● **What to produce**: Below are several records. Retype exactly those lines running from the one with "pub enum LedgerNetwork" through the one with "let raw = s.trim();", end lines included, and no others.
——————————
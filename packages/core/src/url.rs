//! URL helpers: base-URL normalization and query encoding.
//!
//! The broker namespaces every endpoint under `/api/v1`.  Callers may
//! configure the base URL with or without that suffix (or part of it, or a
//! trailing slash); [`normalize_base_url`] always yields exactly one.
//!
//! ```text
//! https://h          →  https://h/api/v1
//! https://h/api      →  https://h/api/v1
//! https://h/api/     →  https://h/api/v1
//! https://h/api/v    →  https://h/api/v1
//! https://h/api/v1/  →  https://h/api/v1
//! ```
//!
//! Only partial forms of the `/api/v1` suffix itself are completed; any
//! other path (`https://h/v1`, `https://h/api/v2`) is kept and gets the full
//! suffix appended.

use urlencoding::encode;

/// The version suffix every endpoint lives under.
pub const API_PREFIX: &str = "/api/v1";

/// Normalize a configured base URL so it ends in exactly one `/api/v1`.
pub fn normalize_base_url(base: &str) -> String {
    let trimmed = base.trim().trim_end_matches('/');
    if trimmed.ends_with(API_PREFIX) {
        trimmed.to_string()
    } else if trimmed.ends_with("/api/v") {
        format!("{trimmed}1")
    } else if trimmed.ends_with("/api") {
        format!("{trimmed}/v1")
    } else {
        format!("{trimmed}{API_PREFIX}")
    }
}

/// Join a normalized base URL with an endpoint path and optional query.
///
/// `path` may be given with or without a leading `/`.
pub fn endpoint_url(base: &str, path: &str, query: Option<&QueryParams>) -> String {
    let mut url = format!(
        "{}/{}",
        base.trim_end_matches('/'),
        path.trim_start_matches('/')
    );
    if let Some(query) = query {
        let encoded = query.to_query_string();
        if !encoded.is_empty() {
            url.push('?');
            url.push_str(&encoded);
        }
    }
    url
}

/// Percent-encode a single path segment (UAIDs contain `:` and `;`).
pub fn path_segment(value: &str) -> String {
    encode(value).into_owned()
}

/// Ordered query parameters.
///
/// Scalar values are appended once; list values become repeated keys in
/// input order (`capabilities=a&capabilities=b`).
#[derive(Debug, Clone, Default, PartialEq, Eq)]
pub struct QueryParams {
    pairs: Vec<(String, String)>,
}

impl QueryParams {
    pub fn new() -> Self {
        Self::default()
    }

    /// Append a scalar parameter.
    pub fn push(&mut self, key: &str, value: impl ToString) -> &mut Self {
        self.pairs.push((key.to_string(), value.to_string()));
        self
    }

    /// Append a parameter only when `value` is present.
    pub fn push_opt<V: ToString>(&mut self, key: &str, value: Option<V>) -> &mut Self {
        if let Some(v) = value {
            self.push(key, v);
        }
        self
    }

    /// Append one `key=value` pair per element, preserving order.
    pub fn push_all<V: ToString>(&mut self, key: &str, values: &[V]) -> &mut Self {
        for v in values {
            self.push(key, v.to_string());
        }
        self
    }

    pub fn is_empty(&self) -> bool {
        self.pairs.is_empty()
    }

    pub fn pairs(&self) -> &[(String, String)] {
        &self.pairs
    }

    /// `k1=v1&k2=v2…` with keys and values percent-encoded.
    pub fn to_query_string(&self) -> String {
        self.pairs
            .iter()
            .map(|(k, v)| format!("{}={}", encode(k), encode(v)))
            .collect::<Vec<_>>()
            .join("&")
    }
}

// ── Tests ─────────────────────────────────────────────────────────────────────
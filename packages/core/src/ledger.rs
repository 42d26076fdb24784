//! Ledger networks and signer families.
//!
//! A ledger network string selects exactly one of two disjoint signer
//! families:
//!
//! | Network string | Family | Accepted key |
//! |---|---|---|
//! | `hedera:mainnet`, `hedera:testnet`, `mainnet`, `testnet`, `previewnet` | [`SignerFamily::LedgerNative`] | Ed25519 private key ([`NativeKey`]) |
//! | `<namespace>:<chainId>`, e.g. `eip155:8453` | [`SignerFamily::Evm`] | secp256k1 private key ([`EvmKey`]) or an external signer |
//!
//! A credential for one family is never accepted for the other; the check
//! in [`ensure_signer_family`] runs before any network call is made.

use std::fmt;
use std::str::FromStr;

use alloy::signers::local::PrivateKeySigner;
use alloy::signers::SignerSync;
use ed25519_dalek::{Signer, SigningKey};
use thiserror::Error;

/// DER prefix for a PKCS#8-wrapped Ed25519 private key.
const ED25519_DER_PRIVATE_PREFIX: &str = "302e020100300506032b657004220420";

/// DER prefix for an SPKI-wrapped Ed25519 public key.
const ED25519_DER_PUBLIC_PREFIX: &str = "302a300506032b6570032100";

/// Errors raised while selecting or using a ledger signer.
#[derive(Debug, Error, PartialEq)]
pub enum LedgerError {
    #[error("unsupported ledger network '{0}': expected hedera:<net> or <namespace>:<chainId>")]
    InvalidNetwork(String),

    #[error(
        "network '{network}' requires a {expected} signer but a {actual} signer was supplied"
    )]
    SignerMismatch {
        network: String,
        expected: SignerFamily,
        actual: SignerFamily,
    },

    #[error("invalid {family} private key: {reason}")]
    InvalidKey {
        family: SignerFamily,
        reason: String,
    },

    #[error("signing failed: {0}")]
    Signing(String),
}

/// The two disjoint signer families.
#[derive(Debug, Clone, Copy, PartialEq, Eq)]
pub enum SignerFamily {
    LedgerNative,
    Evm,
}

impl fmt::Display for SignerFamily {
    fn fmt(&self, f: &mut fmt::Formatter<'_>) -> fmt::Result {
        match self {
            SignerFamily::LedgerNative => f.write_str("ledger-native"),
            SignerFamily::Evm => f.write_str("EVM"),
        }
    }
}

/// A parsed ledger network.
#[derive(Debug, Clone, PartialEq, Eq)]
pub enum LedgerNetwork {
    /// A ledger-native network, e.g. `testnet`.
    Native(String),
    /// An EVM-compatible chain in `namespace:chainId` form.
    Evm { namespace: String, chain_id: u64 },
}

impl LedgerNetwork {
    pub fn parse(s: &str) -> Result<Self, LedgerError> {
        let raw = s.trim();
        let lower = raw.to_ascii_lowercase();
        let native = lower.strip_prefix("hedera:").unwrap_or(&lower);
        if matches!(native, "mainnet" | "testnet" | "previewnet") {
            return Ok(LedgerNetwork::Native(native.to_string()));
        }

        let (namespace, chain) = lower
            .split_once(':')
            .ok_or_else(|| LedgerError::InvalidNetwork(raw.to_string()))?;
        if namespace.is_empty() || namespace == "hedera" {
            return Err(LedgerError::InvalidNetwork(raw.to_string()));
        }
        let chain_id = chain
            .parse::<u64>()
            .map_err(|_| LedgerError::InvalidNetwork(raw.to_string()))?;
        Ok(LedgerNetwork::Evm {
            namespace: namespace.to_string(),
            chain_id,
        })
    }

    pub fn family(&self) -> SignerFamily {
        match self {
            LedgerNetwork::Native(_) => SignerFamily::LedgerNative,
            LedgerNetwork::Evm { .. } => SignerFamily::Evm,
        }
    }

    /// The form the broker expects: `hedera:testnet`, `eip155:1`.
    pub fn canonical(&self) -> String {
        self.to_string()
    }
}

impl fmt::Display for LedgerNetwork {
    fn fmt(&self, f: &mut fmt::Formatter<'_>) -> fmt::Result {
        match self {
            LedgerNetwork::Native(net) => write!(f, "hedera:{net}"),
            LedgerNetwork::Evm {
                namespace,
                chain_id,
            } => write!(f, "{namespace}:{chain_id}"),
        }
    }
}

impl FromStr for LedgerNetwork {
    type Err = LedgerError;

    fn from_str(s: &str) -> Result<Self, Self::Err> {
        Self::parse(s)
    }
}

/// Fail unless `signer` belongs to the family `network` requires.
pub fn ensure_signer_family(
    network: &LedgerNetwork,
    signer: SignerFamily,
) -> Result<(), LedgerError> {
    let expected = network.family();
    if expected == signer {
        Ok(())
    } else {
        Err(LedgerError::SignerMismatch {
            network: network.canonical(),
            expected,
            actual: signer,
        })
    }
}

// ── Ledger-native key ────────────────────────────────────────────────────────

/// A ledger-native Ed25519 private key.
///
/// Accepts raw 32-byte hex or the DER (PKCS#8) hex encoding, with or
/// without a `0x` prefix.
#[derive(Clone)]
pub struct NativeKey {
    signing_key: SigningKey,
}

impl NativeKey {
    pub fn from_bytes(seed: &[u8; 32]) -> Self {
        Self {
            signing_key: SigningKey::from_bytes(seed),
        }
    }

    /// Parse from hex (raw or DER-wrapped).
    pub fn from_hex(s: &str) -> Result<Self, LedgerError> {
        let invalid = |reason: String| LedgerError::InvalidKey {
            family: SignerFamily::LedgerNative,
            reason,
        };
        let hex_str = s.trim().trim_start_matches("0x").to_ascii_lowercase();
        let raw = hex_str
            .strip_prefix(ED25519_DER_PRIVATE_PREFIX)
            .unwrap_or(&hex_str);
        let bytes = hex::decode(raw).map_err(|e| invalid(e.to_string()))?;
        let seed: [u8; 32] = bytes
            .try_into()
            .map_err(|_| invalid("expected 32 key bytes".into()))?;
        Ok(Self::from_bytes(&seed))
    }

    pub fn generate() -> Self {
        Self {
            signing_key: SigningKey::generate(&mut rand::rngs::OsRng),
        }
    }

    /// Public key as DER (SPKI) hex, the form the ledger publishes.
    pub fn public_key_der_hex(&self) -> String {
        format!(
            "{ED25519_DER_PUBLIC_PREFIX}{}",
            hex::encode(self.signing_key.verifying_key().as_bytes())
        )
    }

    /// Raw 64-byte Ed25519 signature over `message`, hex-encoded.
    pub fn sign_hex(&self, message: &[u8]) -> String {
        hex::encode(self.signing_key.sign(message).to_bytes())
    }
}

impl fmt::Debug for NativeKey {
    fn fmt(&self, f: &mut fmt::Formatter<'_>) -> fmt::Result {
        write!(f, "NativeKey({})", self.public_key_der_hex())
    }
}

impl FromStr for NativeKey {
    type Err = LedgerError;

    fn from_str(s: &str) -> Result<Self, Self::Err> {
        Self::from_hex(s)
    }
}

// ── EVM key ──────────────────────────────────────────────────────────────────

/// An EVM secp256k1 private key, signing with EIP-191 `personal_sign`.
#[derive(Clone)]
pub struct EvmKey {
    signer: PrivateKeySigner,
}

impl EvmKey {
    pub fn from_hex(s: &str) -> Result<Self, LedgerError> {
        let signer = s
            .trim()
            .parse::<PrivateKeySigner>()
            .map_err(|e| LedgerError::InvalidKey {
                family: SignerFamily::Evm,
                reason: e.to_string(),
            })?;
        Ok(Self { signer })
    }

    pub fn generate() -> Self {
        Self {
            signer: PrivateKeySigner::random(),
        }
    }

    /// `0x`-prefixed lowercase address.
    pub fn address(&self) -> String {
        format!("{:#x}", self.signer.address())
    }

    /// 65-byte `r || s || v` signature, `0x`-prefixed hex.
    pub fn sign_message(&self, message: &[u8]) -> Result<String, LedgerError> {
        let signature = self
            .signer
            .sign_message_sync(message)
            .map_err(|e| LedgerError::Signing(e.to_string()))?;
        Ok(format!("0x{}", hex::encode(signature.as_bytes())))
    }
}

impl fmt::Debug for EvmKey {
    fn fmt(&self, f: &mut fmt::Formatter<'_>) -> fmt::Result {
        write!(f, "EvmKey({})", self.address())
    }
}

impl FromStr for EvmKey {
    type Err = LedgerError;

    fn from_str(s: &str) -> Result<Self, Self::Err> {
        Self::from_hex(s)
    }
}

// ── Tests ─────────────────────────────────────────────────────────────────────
——————————
● **Answer to the problem**:
pub enum LedgerNetwork {
    /// A ledger-native network, e.g. `testnet`.
    Native(String),
    /// An EVM-compatible chain in `namespace:chainId` form.
    Evm { namespace: String, chain_id: u64 },
}

impl LedgerNetwork {
    pub fn parse(s: &str) -> Result<Self, LedgerError> {
        let raw = s.trim();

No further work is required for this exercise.